The attempts to push higher just aren’t coming. That absence says everything. Without buyers stepping in aggressively, the path of least resistance tilts lower.
What History Actually Says About $300K Bitcoin
The math is uncomfortable but straightforward. A 70–85% drop from a $300K peak puts the floor somewhere between $45K and $90K. But CryptoPatel’s warning points to $30K–$40K as the correction zone, suggesting the drawdown could be even steeper depending on the peak.
Bitcoin’s cycle history and ATH patterns show this is not without precedent. After the 2017 peak near $20K, BTC crashed over 84% before eventually recovering. The 2021 run to $69K was followed by a collapse to roughly $15,500. Same structure, different numbers.

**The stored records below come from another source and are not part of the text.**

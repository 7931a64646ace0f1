//! Command-line argument definitions.

use std::path::PathBuf;

use clap::{Parser, Subcommand};

/// Basal segment reconstruction for insulin pump data.
///
/// Reads a sorted stream of raw dosing events and emits continuous
/// basal-rate segments interleaved with the events it passed through.
#[derive(Debug, Parser)]
#[command(name = "basal", version, about, long_about = None)]
pub struct Cli {
    /// Enable verbose output.
    #[arg(short, long, global = true)]
    pub verbose: bool,

    /// Path to config file.
    #[arg(short, long, global = true)]
    pub config: Option<PathBuf>,

    #[command(subcommand)]
    pub command: Option<Commands>,
}

/// Available subcommands.
#[derive(Debug, Subcommand)]
pub enum Commands {
    /// Reconstruct basal-rate segments from a device event stream.
    ///
    /// Accepts a JSON array or JSONL, sorted ascending by deviceTime.
    /// Writes JSONL to stdout.
    Reconstruct {
        /// Input file; reads stdin when omitted.
        input: Option<PathBuf>,

        /// Pretty-print the output as a single JSON array.
        #[arg(long)]
        pretty: bool,

        /// Also merge dual-wave bolus halves.
        #[arg(long)]
        boluses: bool,
    },
}
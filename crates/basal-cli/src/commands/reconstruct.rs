//! Implementation of the `basal reconstruct` command.
//!
//! Reads a sorted device event stream (JSON array or JSONL), runs the
//! reconstruction pipeline, and writes the resulting record stream to
//! stdout.

use std::fs;
use std::io::{BufWriter, Read, Write, stdout};
use std::path::Path;

use anyhow::{Context, Result};

use basal_core::{DeviceEvent, Record, reconstruct, reconstruct_with_boluses};

/// Run the reconstruct command.
pub fn run(input: Option<&Path>, pretty: bool, boluses: bool) -> Result<()> {
    let text = match input {
        Some(path) => fs::read_to_string(path)
            .with_context(|| format!("failed to read {}", path.display()))?,
        None => {
            let mut buffer = String::new();
            std::io::stdin()
                .read_to_string(&mut buffer)
                .context("failed to read stdin")?;
            buffer
        }
    };

    let events = parse_events(&text)?;
    tracing::debug!(events = events.len(), boluses, "parsed input stream");

    let records = if boluses {
        reconstruct_with_boluses(events)?
    } else {
        reconstruct(events)?
    };

    write_records(&records, pretty)
}

/// Parses the input as a JSON array when it starts with `[`, JSONL
/// otherwise.
fn parse_events(text: &str) -> Result<Vec<DeviceEvent>> {
    let trimmed = text.trim_start();
    if trimmed.starts_with('[') {
        return serde_json::from_str(trimmed).context("failed to parse event array");
    }

    text.lines()
        .enumerate()
        .filter(|(_, line)| !line.trim().is_empty())
        .map(|(number, line)| {
            serde_json::from_str(line)
                .with_context(|| format!("failed to parse event on line {}", number + 1))
        })
        .collect()
}

/// Writes records as JSONL, or as one pretty-printed array with `--pretty`.
fn write_records(records: &[Record], pretty: bool) -> Result<()> {
    let stdout = stdout();
    let mut writer = BufWriter::new(stdout.lock());

    if pretty {
        serde_json::to_writer_pretty(&mut writer, records)
            .context("failed to serialize records")?;
        let _ = writeln!(writer);
        return Ok(());
    }

    for record in records {
        serde_json::to_writer(&mut writer, record).context("failed to serialize record")?;
        // Handle broken pipe gracefully (e.g., when piped to `head`)
        if writeln!(writer).is_err() {
            break;
        }
    }

    Ok(())
}
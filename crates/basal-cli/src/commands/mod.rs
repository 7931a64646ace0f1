//! CLI subcommand implementations.

pub mod reconstruct;
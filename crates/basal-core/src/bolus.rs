//! Joins the two halves of a dual-wave bolus into one record.
//!
//! Pumps report a dual-wave bolus as two events, an immediate `dual/normal`
//! delivery and an extended `dual/square` delivery, tied together by a join
//! key. The merged record keeps the first component's identity, sums the
//! delivered values, and takes the extended component's duration.

use serde_json::Value;

use crate::error::ReconstructError;
use crate::event::DeviceEvent;
use crate::join::{self_join, JoinContext, Joiner, Spawn, StepResult};
use crate::segment::Record;

const NORMAL: &str = "dual/normal";
const SQUARE: &str = "dual/square";

/// Join key of a dual-wave component. Newer uploads call it `joinKey`,
/// legacy carelink exports `groupId`.
fn join_key(event: &DeviceEvent) -> Option<&str> {
    event
        .extra
        .get("joinKey")
        .or_else(|| event.extra.get("groupId"))
        .and_then(Value::as_str)
}

fn dual_component(event: &DeviceEvent) -> Option<&str> {
    if event.event_type != "bolus" {
        return None;
    }
    match event.sub_type.as_deref() {
        Some(sub @ (NORMAL | SQUARE)) => Some(sub),
        _ => None,
    }
}

fn delivered_value(event: &DeviceEvent) -> f64 {
    match event.extra.get("value").and_then(Value::as_f64) {
        Some(value) => value,
        None => {
            tracing::warn!(id = %event.id, "bolus component has no numeric value");
            0.0
        }
    }
}

/// Runs the dual-wave join over the whole stream.
pub fn join_boluses(records: Vec<Record>) -> Result<Vec<Record>, ReconstructError> {
    self_join(records, &BolusJoiner)
}

pub struct BolusJoiner;

impl Joiner for BolusJoiner {
    type Context = BolusContext;

    fn spawn(&self, record: Record) -> Result<Spawn<BolusContext>, ReconstructError> {
        match record {
            Record::Event(event) if dual_component(&event).is_some() => {
                match join_key(&event).map(str::to_string) {
                    Some(key) => {
                        tracing::trace!(id = %event.id, key = %key, "dual-wave bolus opened");
                        Ok(Spawn::Open(BolusContext {
                            key,
                            first: event,
                            second: None,
                            buffer: Vec::new(),
                        }))
                    }
                    // A component with no join key has nothing to pair with.
                    None => Ok(Spawn::Pass(Record::Event(event))),
                }
            }
            other => Ok(Spawn::Pass(other)),
        }
    }
}

pub struct BolusContext {
    key: String,
    first: DeviceEvent,
    second: Option<DeviceEvent>,
    buffer: Vec<Record>,
}

impl BolusContext {
    fn merge(&mut self) -> DeviceEvent {
        let Some(second) = self.second.take() else {
            // merge is only called with both halves present
            return self.first.clone();
        };
        let (normal, square) = if self.first.sub_type.as_deref() == Some(NORMAL) {
            (&self.first, &second)
        } else {
            (&second, &self.first)
        };

        let initial = delivered_value(normal);
        let extended = delivered_value(square);

        let mut merged = self.first.clone();
        merged.sub_type = None;
        merged.duration = square.duration;
        merged.extra.remove("joinKey");
        merged.extra.remove("groupId");
        merged
            .extra
            .insert("value".to_string(), Value::from(initial + extended));
        merged.extra.insert("extended".to_string(), Value::Bool(true));
        merged
            .extra
            .insert("initialDelivery".to_string(), Value::from(initial));
        merged
            .extra
            .insert("extendedDelivery".to_string(), Value::from(extended));
        merged
    }
}

impl JoinContext for BolusContext {
    fn handle(&mut self, record: Record) -> Result<StepResult, ReconstructError> {
        let event = match record {
            Record::Event(event) if dual_component(&event).is_some() => event,
            other => {
                self.buffer.push(other);
                return Ok(StepResult::Continue);
            }
        };

        match join_key(&event).map(str::to_string) {
            Some(key) if key == self.key => {}
            Some(key) => {
                return Err(ReconstructError::MismatchedJoinKey {
                    id: event.id,
                    found: key,
                    expected: self.key.clone(),
                });
            }
            None => {
                self.buffer.push(Record::Event(event));
                return Ok(StepResult::Continue);
            }
        }

        if event.sub_type == self.first.sub_type {
            return Err(ReconstructError::DuplicateBolusComponent {
                id: event.id,
                sub_type: event.sub_type.unwrap_or_default(),
            });
        }

        self.second = Some(event);
        let merged = self.merge();
        tracing::trace!(id = %merged.id, "dual-wave bolus merged");

        let mut emit = vec![Record::Event(merged)];
        emit.append(&mut self.buffer);
        Ok(StepResult::Close {
            emit,
            reoffer: None,
        })
    }

    fn completed(self) -> Vec<Record> {
        // A lone component at stream end passes through untouched.
        let mut tail = vec![Record::Event(self.first)];
        tail.extend(self.buffer);
        tail
    }
}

Bulls who rode those cycles to new highs had to survive what felt unsurvivable first.
The Drift, Not the Crash
What nehalzzzz1 describes isn’t a sudden collapse. It’s slower than that. A slow drift lower rather than a sharp drop is more likely if current conditions persist.
That framing matters for how traders position themselves. Sharp drops create panic and bounces. Slow drifts erode conviction quietly. Liquidations come in waves. Buyers who expected a quick recovery wait too long.
The heatmap structure nehalzzzz1 referenced shows expansion is likely coming. The question is which direction it breaks.
The Two Outcomes Nobody Wants to Pick Between
Bitcoin could still push higher. nehalzzzz1 didn’t rule it out. Upside is possible, that much was acknowledged. But the lack of momentum behind upside attempts is the concern.
If price drifts into those lower liquidity pools, the 70–85% correction thesis starts looking less like a historical observation and more like an active scenario.
$300K Bitcoin may well be the destination. But if history repeats the way CryptoPatel warns it will, the route there runs through price levels most current holders aren’t mentally prepared to see.